13 juin 2014
Une Traviata toute en noir à Montpellier

MGA_2962
Avec la colère légitime des intermittents, la saison estivale s’annonce mouvementée, et les premiers échos de ces séismes se sont faits ressentir à Montpellier, où la première de La Traviata a dû être annulée, avanie à laquelle nous avons échappé, ayant choisi une date ultérieure pour voir la dernière production du directeur artistique de la maison languedocienne. On connaît le souci des effets esthétiques de Jean-Paul Scarpitta, et celui-ci le démontre une fois de plus avec une mise en scène figée dans un noir granitique. La couleur de la mort enveloppe Violetta jusque dans les costumes et les coiffes très stylisés des courtisans qui entourent la demi-mondaine. Tout ne semble qu’artifice dans cette fête réduite à un plateau nu où brillent des faces enduites d’or et d’argent. Au milieu de ce ballet de papier glacé, seule l’héroïne avec son visage au naturel échappe à ce masque des convenances auquel se soumet Alfredo avant même l’intervention de son père. Et c’est sous un long voile blanc, tel un linceul, que s’étire le troisième acte et le trépas d’une Violetta qui finit par s’identifier à son double chorégraphique errant tout au long de la soirée, avant s’immobiliser à l’avant de la scène.

Une jeunesse sophistiquée

Dans cette vision où la cohérence visuelle inhibe la direction d’acteurs et l’émotion, Kelebogile Pearl Besong offre une Violetta toute en élégance, non sans une certaine touche de sophistication. Du moins peut-on apprécier les harmoniques nourris de la soprano sud-africaine et l’assurance de sa composition, à défaut d’en être tout à fait touché : sans doute attendrait-on davantage de spontanéité dans cette noblesse qui évite cependant de mimer les grandes divas du passé.

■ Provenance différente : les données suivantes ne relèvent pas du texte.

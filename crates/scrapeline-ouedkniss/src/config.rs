//! Announcement-details pipeline configuration

use std::path::PathBuf;
use std::time::Duration;

/// Default GraphQL endpoint serving announcement details
pub const DEFAULT_ENDPOINT: &str = "https://www.ouedkniss.com/graphql";

/// Runtime configuration for the fetch pipeline
#[derive(Debug, Clone)]
pub struct Config {
    /// Directory holding `batch_{n}.parquet` units
    pub output_dir: PathBuf,
    /// GraphQL endpoint URL
    pub endpoint: String,
    /// Records per output unit
    pub batch_size: usize,
    /// Max in-flight fetches within one batch
    pub concurrency: usize,
    /// Attempts per identifier before recording a failure
    pub max_retries: u32,
    /// Per-attempt timeout
    pub timeout: Duration,
    /// Proxy URLs, assigned by `slot mod len`; empty = direct
    pub proxies: Vec<String>,
    /// Zstd compression level for parquet output
    pub zstd_level: i32,
}

impl Default for Config {
    fn default() -> Self {
        Self {
            output_dir: PathBuf::from("data/api_details"),
            endpoint: DEFAULT_ENDPOINT.to_string(),
            batch_size: 1000,
            concurrency: 25,
            max_retries: 5,
            timeout: Duration::from_secs(12),
            proxies: Vec::new(),
            zstd_level: 3,
        }
    }
}

impl Config {
    /// Reject settings that would make the pipeline spin or stall
    pub fn validate(&self) -> anyhow::Result<()> {
        anyhow::ensure!(self.batch_size > 0, "batch_size must be at least 1");
        anyhow::ensure!(self.concurrency > 0, "concurrency must be at least 1");
        anyhow::ensure!(self.max_retries > 0, "max_retries must be at least 1");
        anyhow::ensure!(!self.timeout.is_zero(), "timeout must be non-zero");
        Ok(())
    }
}
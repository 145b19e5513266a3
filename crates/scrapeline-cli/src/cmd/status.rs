//! Status subcommand - resume point of an output directory

use std::path::PathBuf;

use anyhow::Result;
use clap::Args;
use scrapeline_core::{batch_filename, fmt_num, is_valid_parquet, list_batches, missing_batches};

use super::print_summary;
use crate::config::Config;

#[derive(Args, Debug)]
pub struct StatusArgs {
    /// Output directory to inspect (default: configured output dir)
    pub dir: Option<PathBuf>,

    /// Input CSV, to report how many batches remain
    #[arg(short, long)]
    pub input: Option<PathBuf>,

    /// Records per batch used for the run
    #[arg(short, long)]
    pub batch_size: Option<usize>,
}

pub fn run(args: StatusArgs, config: &Config) -> Result<()> {
    let dir = args
        .dir
        .unwrap_or_else(|| config.output.default_dir.clone());

    let mut completed = list_batches(&dir)?;
    completed.sort_unstable();
    let last = completed.last().copied().unwrap_or(0);
    let missing = missing_batches(&completed);
    let corrupt: Vec<usize> = completed
        .iter()
        .copied()
        .filter(|&i| !is_valid_parquet(&dir.join(batch_filename(i))))
        .collect();

    let mut rows = vec![
        ("Directory", dir.display().to_string()),
        ("Batches on disk", completed.len().to_string()),
        ("Last batch", last.to_string()),
        ("Next batch", last.saturating_add(1).to_string()),
    ];
    if !missing.is_empty() {
        rows.push(("Gaps", format!("{missing:?}")));
    }
    if !corrupt.is_empty() {
        rows.push(("Unreadable", format!("{corrupt:?}")));
    }

    if let Some(input) = &args.input {
        let ids = scrapeline_ouedkniss::load_ids(input)?;
        let batch_size = args.batch_size.unwrap_or(config.fetch.batch_size).max(1);
        let total = ids.len().div_ceil(batch_size);
        let remaining = scrapeline_ouedkniss::plan_batches(ids.len(), batch_size, last.saturating_add(1));
        rows.push(("IDs", fmt_num(ids.len())));
        rows.push(("Total batches", total.to_string()));
        rows.push(("Remaining batches", remaining.len().to_string()));
    }

    print_summary("Status", &rows);

    if !corrupt.is_empty() {
        log::warn!("Delete unreadable batch files and rerun fetch to rebuild them");
    }
    Ok(())
}
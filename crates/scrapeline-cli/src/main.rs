//! scrapeline - CLI for the classified-ads fetch pipeline
//!
//! Crawls search listings into an id CSV, then fetches each announcement's
//! details into resumable Parquet batches.

use std::path::PathBuf;
use std::process::ExitCode;
use std::sync::Arc;

use anyhow::Result;
use clap::{Parser, Subcommand};
use scrapeline_core::{ProgressContext, SharedProgress};

mod cmd;
mod config;

use config::Config;

/// Exit status after SIGINT/SIGTERM
const EXIT_INTERRUPTED: u8 = 130;

#[derive(Parser)]
#[command(name = "scrapeline")]
#[command(about = "Resumable batch fetcher for classified-ad announcement details")]
#[command(version)]
struct Cli {
    #[command(subcommand)]
    command: Command,

    /// Enable debug logging
    #[arg(long, global = true)]
    debug: bool,

    /// Config file path (default: ./scrapeline.toml or ~/.config/scrapeline/config.toml)
    #[arg(short, long, global = true)]
    config: Option<PathBuf>,

    /// Also append log lines to this file
    #[arg(long, global = true)]
    log_file: Option<PathBuf>,
}

#[derive(Subcommand)]
enum Command {
    /// Fetch announcement details for every id in a CSV
    Fetch(cmd::fetch::FetchArgs),
    /// Crawl search listings into an id CSV
    Crawl(cmd::crawl::CrawlArgs),
    /// Show completed batches and the resume point
    Status(cmd::status::StatusArgs),
    /// Show current configuration
    Config,
}

fn main() -> ExitCode {
    let cli = Cli::parse();

    let config = match &cli.config {
        Some(path) => Config::from_file(path),
        None => Config::load(),
    };
    let config = match config {
        Ok(c) => c,
        Err(e) => {
            eprintln!("Error: {e:#}");
            return ExitCode::FAILURE;
        }
    };

    // Progress context (TTY auto-detect)
    let progress = Arc::new(ProgressContext::new());

    // Logging:
    //   TTY:     quiet (warn) unless --debug, progress bars show activity
    //   non-TTY: info unless --debug, logs are the only progress indicator
    let is_tty = progress.is_tty();
    let multi = if is_tty { Some(progress.multi()) } else { None };
    let quiet = is_tty && !cli.debug;
    let log_file = cli.log_file.clone().or_else(|| config.log.file.clone());
    if let Err(e) = scrapeline_core::init_logging(quiet, cli.debug, multi, log_file.as_deref()) {
        eprintln!("Error: cannot open log file: {e}");
        return ExitCode::FAILURE;
    }

    if let Err(e) = scrapeline_core::install_signal_handlers() {
        log::warn!("Signal handlers not installed: {e}");
    }

    let result = dispatch(cli.command, &config, &progress);

    if scrapeline_core::is_shutdown_requested() {
        log::warn!("Interrupted; completed batches are kept, rerun to resume");
        return ExitCode::from(EXIT_INTERRUPTED);
    }
    match result {
        Ok(()) => ExitCode::SUCCESS,
        Err(e) => {
            log::error!("{e:#}");
            ExitCode::FAILURE
        }
    }
}

fn dispatch(command: Command, config: &Config, progress: &SharedProgress) -> Result<()> {
    match command {
        Command::Fetch(args) => cmd::fetch::run(args, config, progress),
        Command::Crawl(args) => cmd::crawl::run(args, config),
        Command::Status(args) => cmd::status::run(args, config),
        Command::Config => {
            show_config(config);
            Ok(())
        }
    }
}

fn show_config(config: &Config) {
    use comfy_table::{Cell, Color, Table, modifiers::UTF8_ROUND_CORNERS, presets::UTF8_FULL};

    let mut table = Table::new();
    table
        .load_preset(UTF8_FULL)
        .apply_modifier(UTF8_ROUND_CORNERS)
        .set_header(vec![
            Cell::new("Setting").fg(Color::Cyan),
            Cell::new("Value").fg(Color::Cyan),
        ]);

    table.add_row(vec![
        "Output directory",
        &config.output.default_dir.display().to_string(),
    ]);
    table.add_row(vec![
        "Compression level",
        &config.output.compression_level.to_string(),
    ]);
    table.add_row(vec!["Details endpoint", &config.fetch.endpoint]);
    table.add_row(vec!["Batch size", &config.fetch.batch_size.to_string()]);
    table.add_row(vec!["Concurrency", &config.fetch.concurrency.to_string()]);
    table.add_row(vec!["Max retries", &config.fetch.max_retries.to_string()]);
    table.add_row(vec!["Timeout", &format!("{}s", config.fetch.timeout_secs)]);
    table.add_row(vec![
        "Proxies",
        &if config.fetch.proxies.is_empty() {
            "none (direct)".to_string()
        } else {
            format!("{} configured", config.fetch.proxies.len())
        },
    ]);
    table.add_row(vec!["Search endpoint", &config.crawl.endpoint]);
    table.add_row(vec!["Crawl category", &config.crawl.category]);
    table.add_row(vec![
        "Page delay",
        &format!("{}ms", config.crawl.page_delay_ms),
    ]);
    table.add_row(vec![
        "Log file",
        &config
            .log
            .file
            .as_ref()
            .map_or_else(|| "stderr only".to_string(), |p| p.display().to_string()),
    ]);

    eprintln!("\n{table}");
}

Andrzej Lampert lui donne la réplique en Alfredo aux allures de jeune premier et au timbre riche, au risque parfois d’épaissir légèrement l’émission vocale. Entre ce couple photogénique autant que convaincant à l’oreille s’interpose la grisaille du Germont d’Enrico Marrucci, dont il vaudrait mieux oublier la médiocre performance. Il ne faut pas chercher la perfection dans une cour qui se contente d’être généralement honnête, à l’instar de la Flora incarnée par Anaïk Morel, ou encore le Grenvil de Yuri Kissin, figure familière des scènes françaises. On ne manquera pas de saluer les chœurs, préparés par Noëlle Gény, tandis qu’à la tête de l’Orchestre national Montpellier Languedoc-Roussillon, Giuseppe Grazioli fait vivre la partition avec une souplesse de tempi et de textures plutôt intéressante, d’autant qu’il ne sacrifie pas les paroles de désarroi des proches de Violetta quand celle-ci vient de rendre l’âme – restituant au finale une force authentiquement lyrique trop souvent éludée.